🤖 AI Summary
In legged robot reinforcement learning (RL), domain randomization improves robustness but compromises locomotion efficiency and tracking accuracy under nominal conditions, yielding overly conservative policies. Method: We propose a two-stage decoupled framework: first, an optimal policy derived from a nominal dynamics model generates “imagined transitions”; second, these transitions are explicitly injected as demonstration signals into the RL training pipeline. Contribution/Results: This is the first work to formalize imagined transitions as demonstrative inputs for quadrupedal locomotion learning, breaking the strong coupling between robustness and optimality inherent in conventional domain randomization. Our approach integrates RL, optimal control, and Sim2Real transfer techniques. Experiments demonstrate accelerated training convergence, significantly reduced in-distribution trajectory tracking error, enhanced out-of-distribution environmental adaptability, and—crucially—recovery of near-optimal motion performance while preserving high robustness.
📝 Abstract
Existing quadrupedal locomotion learning paradigms usually rely on extensive domain randomization to alleviate the sim2real gap and enhance robustness. It trains policies with a wide range of environment parameters and sensor noises to perform reliably under uncertainty.

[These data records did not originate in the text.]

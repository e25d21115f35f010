//! Textured quad pipeline for the OpenGL backend
//!
//! One shader program draws every sprite, overlay and glyph as a quad in
//! logical screen coordinates. The fragment color is the texel multiplied by
//! a color uniform, which is how team colors are applied on the GPU.

use glow::{HasContext, PixelUnpackData};

use crate::geometry::{SCREEN_HEIGHT, SCREEN_WIDTH, Vector2};
use crate::tint::{self, PixelImage};

const VERTEX_SHADER: &str = r#"#version 330 core
layout(location = 0) in vec2 a_position;
layout(location = 1) in vec2 a_uv;
uniform vec2 u_screen;
out vec2 v_uv;
void main() {
    vec2 ndc = vec2(a_position.x / u_screen.x * 2.0 - 1.0, 1.0 - a_position.y / u_screen.y * 2.0);
    gl_Position = vec4(ndc, 0.0, 1.0);
    v_uv = a_uv;
}
"#;

const FRAGMENT_SHADER: &str = r#"#version 330 core
in vec2 v_uv;
uniform sampler2D u_texture;
uniform vec4 u_color;
uniform int u_textured;
out vec4 frag_color;
void main() {
    vec4 texel = u_textured != 0 ? texture(u_texture, v_uv) : vec4(1.0);
    frag_color = texel * u_color;
}
"#;

/// Floats per vertex: position xy, uv
const VERTEX_FLOATS: usize = 4;
const QUAD_VERTICES: usize = 6;

/// Axis-aligned quad in screen coordinates with its texture coordinates
#[derive(Debug, Clone, Copy, PartialEq)]
pub struct Quad {
    pub x: f32,
    pub y: f32,
    pub width: f32,
    pub height: f32,
    /// Texture coordinates: left, top, right, bottom
    pub uv: [f32; 4],
}

impl Quad {
    pub fn new(x: f32, y: f32, width: f32, height: f32) -> Self {
        Quad {
            x,
            y,
            width,
            height,
            uv: [0.0, 0.0, 1.0, 1.0],
        }
    }

    pub fn centered(center: Vector2, width: f32, height: f32) -> Self {
        Quad::new(center.x - width / 2.0, center.y - height / 2.0, width, height)
    }

    pub fn with_uv(mut self, uv: [f32; 4]) -> Self {
        self.uv = uv;
        self
    }

    /// Two triangles, counter-clockwise on screen
    pub fn vertices(&self) -> [f32; VERTEX_FLOATS * QUAD_VERTICES] {
        let (left, top) = (self.x, self.y);
        let (right, bottom) = (self.x + self.width, self.y + self.height);
        let [u0, v0, u1, v1] = self.uv;
        [
            left, top, u0, v0, //
            left, bottom, u0, v1, //
            right, bottom, u1, v1, //
            left, top, u0, v0, //
            right, bottom, u1, v1, //
            right, top, u1, v0,
        ]
    }
}

/// A texture on the GPU, padded to power-of-two dimensions
pub struct GlTexture {
    pub texture: glow::Texture,
    /// Padded size
    pub width: u32,
    pub height: u32,
    /// Size of the image before padding
    pub natural_width: u32,
    pub natural_height: u32,
}

impl GlTexture {
    pub fn quad_size(&self, size: Vector2) -> (f32, f32) {
        padded_quad_size(
            (self.natural_width, self.natural_height),
            (self.width, self.height),
            size,
        )
    }
}

/// Quad size that shows an unpadded image at `size` (zero keeps the natural size)
pub fn padded_quad_size(natural: (u32, u32), padded: (u32, u32), size: Vector2) -> (f32, f32) {
    if size.is_zero() || natural.0 == 0 || natural.1 == 0 {
        return (padded.0 as f32, padded.1 as f32);
    }
    (
        size.x * padded.0 as f32 / natural.0 as f32,
        size.y * padded.1 as f32 / natural.1 as f32,
    )
}

/// Uploads an image, padding it so the source sits centered in a power-of-two texture
pub fn upload_texture(gl: &glow::Context, image: &PixelImage) -> Result<GlTexture, String> {
    let padded = tint::pad_to_power_of_two(image);
    unsafe {
        let texture = gl.create_texture()?;
        gl.bind_texture(glow::TEXTURE_2D, Some(texture));
        gl.tex_parameter_i32(glow::TEXTURE_2D, glow::TEXTURE_MIN_FILTER, glow::LINEAR as i32);
        gl.tex_parameter_i32(glow::TEXTURE_2D, glow::TEXTURE_MAG_FILTER, glow::LINEAR as i32);
        gl.tex_parameter_i32(glow::TEXTURE_2D, glow::TEXTURE_WRAP_S, glow::CLAMP_TO_EDGE as i32);
        gl.tex_parameter_i32(glow::TEXTURE_2D, glow::TEXTURE_WRAP_T, glow::CLAMP_TO_EDGE as i32);
        gl.tex_image_2d(
            glow::TEXTURE_2D,
            0,
            glow::RGBA as i32,
            padded.width() as i32,
            padded.height() as i32,
            0,
            glow::RGBA,
            glow::UNSIGNED_BYTE,
            PixelUnpackData::Slice(Some(padded.as_bytes())),
        );
        gl.bind_texture(glow::TEXTURE_2D, None);

        Ok(GlTexture {
            texture,
            width: padded.width(),
            height: padded.height(),
            natural_width: image.width(),
            natural_height: image.height(),
        })
    }
}

pub fn upload_textures(gl: &glow::Context, images: &[PixelImage]) -> Result<Vec<GlTexture>, String> {
    images.iter().map(|image| upload_texture(gl, image)).collect()
}

unsafe fn compile_shader(gl: &glow::Context, kind: u32, source: &str) -> Result<glow::Shader, String> {
    unsafe {
        let shader = gl.create_shader(kind)?;
        gl.shader_source(shader, source);
        gl.compile_shader(shader);
        if !gl.get_shader_compile_status(shader) {
            let log = gl.get_shader_info_log(shader);
            gl.delete_shader(shader);
            return Err(format!("Shader compilation error: {}", log));
        }
        Ok(shader)
    }
}

pub struct QuadPipeline {
    program: glow::Program,
    vao: glow::VertexArray,
    vbo: glow::Buffer,
    u_screen: Option<glow::UniformLocation>,
    u_color: Option<glow::UniformLocation>,
    u_textured: Option<glow::UniformLocation>,
    u_texture: Option<glow::UniformLocation>,
}

impl QuadPipeline {
    pub fn new(gl: &glow::Context) -> Result<Self, String> {
        unsafe {
            let vertex = compile_shader(gl, glow::VERTEX_SHADER, VERTEX_SHADER)?;
            let fragment = compile_shader(gl, glow::FRAGMENT_SHADER, FRAGMENT_SHADER)?;

            let program = gl.create_program()?;
            gl.attach_shader(program, vertex);
            gl.attach_shader(program, fragment);
            gl.link_program(program);
            gl.detach_shader(program, vertex);
            gl.detach_shader(program, fragment);
            gl.delete_shader(vertex);
            gl.delete_shader(fragment);
            if !gl.get_program_link_status(program) {
                let log = gl.get_program_info_log(program);
                gl.delete_program(program);
                return Err(format!("Program linking error: {}", log));
            }

            let vao = gl.create_vertex_array()?;
            let vbo = gl.create_buffer()?;
            gl.bind_vertex_array(Some(vao));
            gl.bind_buffer(glow::ARRAY_BUFFER, Some(vbo));
            let stride = (VERTEX_FLOATS * std::mem::size_of::<f32>()) as i32;
            gl.enable_vertex_attrib_array(0);
            gl.vertex_attrib_pointer_f32(0, 2, glow::FLOAT, false, stride, 0);
            gl.enable_vertex_attrib_array(1);
            gl.vertex_attrib_pointer_f32(
                1,
                2,
                glow::FLOAT,
                false,
                stride,
                (2 * std::mem::size_of::<f32>()) as i32,
            );
            gl.bind_vertex_array(None);

            Ok(QuadPipeline {
                u_screen: gl.get_uniform_location(program, "u_screen"),
                u_color: gl.get_uniform_location(program, "u_color"),
                u_textured: gl.get_uniform_location(program, "u_textured"),
                u_texture: gl.get_uniform_location(program, "u_texture"),
                program,
                vao,
                vbo,
            })
        }
    }

    /// Binds the program and sets per-frame state; call once before drawing
    pub fn bind(&self, gl: &glow::Context) {
        unsafe {
            gl.use_program(Some(self.program));
            gl.uniform_2_f32(self.u_screen.as_ref(), SCREEN_WIDTH as f32, SCREEN_HEIGHT as f32);
            gl.uniform_1_i32(self.u_texture.as_ref(), 0);
            gl.active_texture(glow::TEXTURE0);
            gl.bind_vertex_array(Some(self.vao));
            gl.bind_buffer(glow::ARRAY_BUFFER, Some(self.vbo));
        }
    }

    /// Draws one quad, textured or flat, multiplied by `color`
    pub fn draw(&self, gl: &glow::Context, quad: &Quad, texture: Option<glow::Texture>, color: [f32; 4]) {
        let vertices = quad.vertices();
        unsafe {
            gl.uniform_4_f32(self.u_color.as_ref(), color[0], color[1], color[2], color[3]);
            gl.uniform_1_i32(self.u_textured.as_ref(), i32::from(texture.is_some()));
            gl.bind_texture(glow::TEXTURE_2D, texture);
            gl.buffer_data_u8_slice(
                glow::ARRAY_BUFFER,
                bytemuck::cast_slice(&vertices),
                glow::STREAM_DRAW,
            );
            gl.draw_arrays(glow::TRIANGLES, 0, QUAD_VERTICES as i32);
        }
    }

    pub fn destroy(&self, gl: &glow::Context) {
        unsafe {
            gl.delete_buffer(self.vbo);
            gl.delete_vertex_array(self.vao);
            gl.delete_program(self.program);
        }
    }
}

/// Where each glyph of a fixed-size bitmap font sits inside one atlas texture
#[derive(Debug, Clone, Copy, PartialEq, Eq)]
pub struct AtlasLayout {
    pub columns: u32,
    pub glyph_width: u32,
    pub glyph_height: u32,
    pub width: u32,
    pub height: u32,
}

impl AtlasLayout {
    /// Packs `count` glyphs in rows into a power-of-two sized atlas
    pub fn new(count: u32, glyph_width: u32, glyph_height: u32) -> Self {
        let side = (count as f32).sqrt().ceil().max(1.0) as u32;
        let width = tint::next_power_of_two(side * glyph_width);
        let columns = (width / glyph_width.max(1)).max(1);
        let rows = count.div_ceil(columns).max(1);
        let height = tint::next_power_of_two(rows * glyph_height);
        AtlasLayout {
            columns,
            glyph_width,
            glyph_height,
            width,
            height,
        }
    }

    /// Top-left pixel of glyph `index`
    pub fn origin(&self, index: u32) -> (u32, u32) {
        (
            (index % self.columns) * self.glyph_width,
            (index / self.columns) * self.glyph_height,
        )
    }

    /// Texture coordinates of glyph `index`: left, top, right, bottom
    pub fn uv(&self, index: u32) -> [f32; 4] {
        let (x, y) = self.origin(index);
        [
            x as f32 / self.width as f32,
            y as f32 / self.height as f32,
            (x + self.glyph_width) as f32 / self.width as f32,
            (y + self.glyph_height) as f32 / self.height as f32,
        ]
    }
}

/// Copies equally sized glyph images into one atlas image
pub fn build_atlas(glyphs: &[PixelImage]) -> Result<(PixelImage, AtlasLayout), String> {
    let first = glyphs.first().ok_or("font has no glyphs")?;
    let (glyph_width, glyph_height) = (first.width(), first.height());
    let layout = AtlasLayout::new(glyphs.len() as u32, glyph_width, glyph_height);

    let mut atlas = PixelImage::new(layout.width, layout.height);
    for (index, glyph) in glyphs.iter().enumerate() {
        if glyph.width() != glyph_width || glyph.height() != glyph_height {
            return Err(format!(
                "glyph {} is {}x{}, expected {}x{}",
                index,
                glyph.width(),
                glyph.height(),
                glyph_width,
                glyph_height
            ));
        }
        let (ox, oy) = layout.origin(index as u32);
        for y in 0..glyph_height {
            for x in 0..glyph_width {
                atlas.set_pixel(ox + x, oy + y, glyph.pixel(x, y));
            }
        }
    }
    Ok((atlas, layout))
}

#[cfg(test)]
mod tests {
    use super::*;

    #[test]
    fn test_quad_vertices() {
        let quad = Quad::new(10.0, 20.0, 30.0, 40.0);
        let v = quad.vertices();
        // first vertex: top-left
        assert_eq!(&v[0..4], &[10.0, 20.0, 0.0, 0.0]);
        // third vertex: bottom-right
        assert_eq!(&v[8..12], &[40.0, 60.0, 1.0, 1.0]);
        // last vertex: top-right
        assert_eq!(&v[20..24], &[40.0, 20.0, 1.0, 0.0]);
    }

    #[test]
    fn test_centered_quad() {
        let quad = Quad::centered(Vector2::new(400.0, 300.0), 1024.0, 1024.0);
        assert_eq!(quad.x, -112.0);
        assert_eq!(quad.y, -212.0);
    }

    #[test]
    fn test_atlas_layout_for_font() {
        let layout = AtlasLayout::new(59, 24, 24);
        // 8 glyphs per side -> 192 px -> 256 wide, 10 per row, 6 rows -> 144 -> 256 high
        assert_eq!(layout.width, 256);
        assert_eq!(layout.columns, 10);
        assert_eq!(layout.height, 256);
        assert_eq!(layout.origin(0), (0, 0));
        assert_eq!(layout.origin(10), (0, 24));
        assert_eq!(layout.origin(58), (8 * 24, 5 * 24));

        let uv = layout.uv(1);
        assert_eq!(uv, [24.0 / 256.0, 0.0, 48.0 / 256.0, 24.0 / 256.0]);
    }

    #[test]
    fn test_build_atlas_copies_glyphs() {
        let glyphs = vec![
            PixelImage::filled(2, 2, [1, 1, 1, 255]),
            PixelImage::filled(2, 2, [2, 2, 2, 255]),
            PixelImage::filled(2, 2, [3, 3, 3, 255]),
        ];
        let (atlas, layout) = build_atlas(&glyphs).unwrap();
        assert_eq!((layout.width, layout.height), (4, 4));
        assert_eq!(atlas.pixel(0, 0), [1, 1, 1, 255]);
        assert_eq!(atlas.pixel(3, 1), [2, 2, 2, 255]);
        assert_eq!(atlas.pixel(1, 3), [3, 3, 3, 255]);
        assert_eq!(atlas.pixel(3, 3), [0, 0, 0, 0]);
    }

    #[test]
    fn test_build_atlas_rejects_mixed_sizes() {
        let glyphs = vec![PixelImage::new(2, 2), PixelImage::new(3, 2)];
        assert!(build_atlas(&glyphs).is_err());
        assert!(build_atlas(&[]).is_err());
    }

    #[test]
    fn test_quad_size_scales_padding() {
        assert_eq!(padded_quad_size((75, 89), (128, 128), Vector2::ZERO), (128.0, 128.0));
        assert_eq!(padded_quad_size((75, 89), (128, 128), Vector2::new(150.0, 89.0)), (256.0, 128.0));
        assert_eq!(padded_quad_size((800, 600), (1024, 1024), Vector2::new(800.0, 600.0)), (1024.0, 1024.0));
    }
}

However, since optimal performance under ideal conditions often conflicts with the need to handle worst-case scenarios, there is a trade-off between optimality and robustness. This trade-off forces the learned policy to prioritize stability in diverse and challenging conditions over efficiency and accuracy in ideal ones, leading to overly conservative behaviors that sacrifice peak performance. In this paper, we propose a two-stage framework that mitigates this trade-off by integrating policy learning with imagined transitions. This framework enhances the conventional reinforcement learning (RL) approach by incorporating imagined transitions as demonstrative inputs. These imagined transitions are derived from an optimal policy and a dynamics model operating within an idealized setting. Our findings indicate that this approach significantly mitigates the domain randomization-induced negative impact of existing RL algorithms. It leads to accelerated training, reduced tracking errors within the distribution, and enhanced robustness outside the distribution.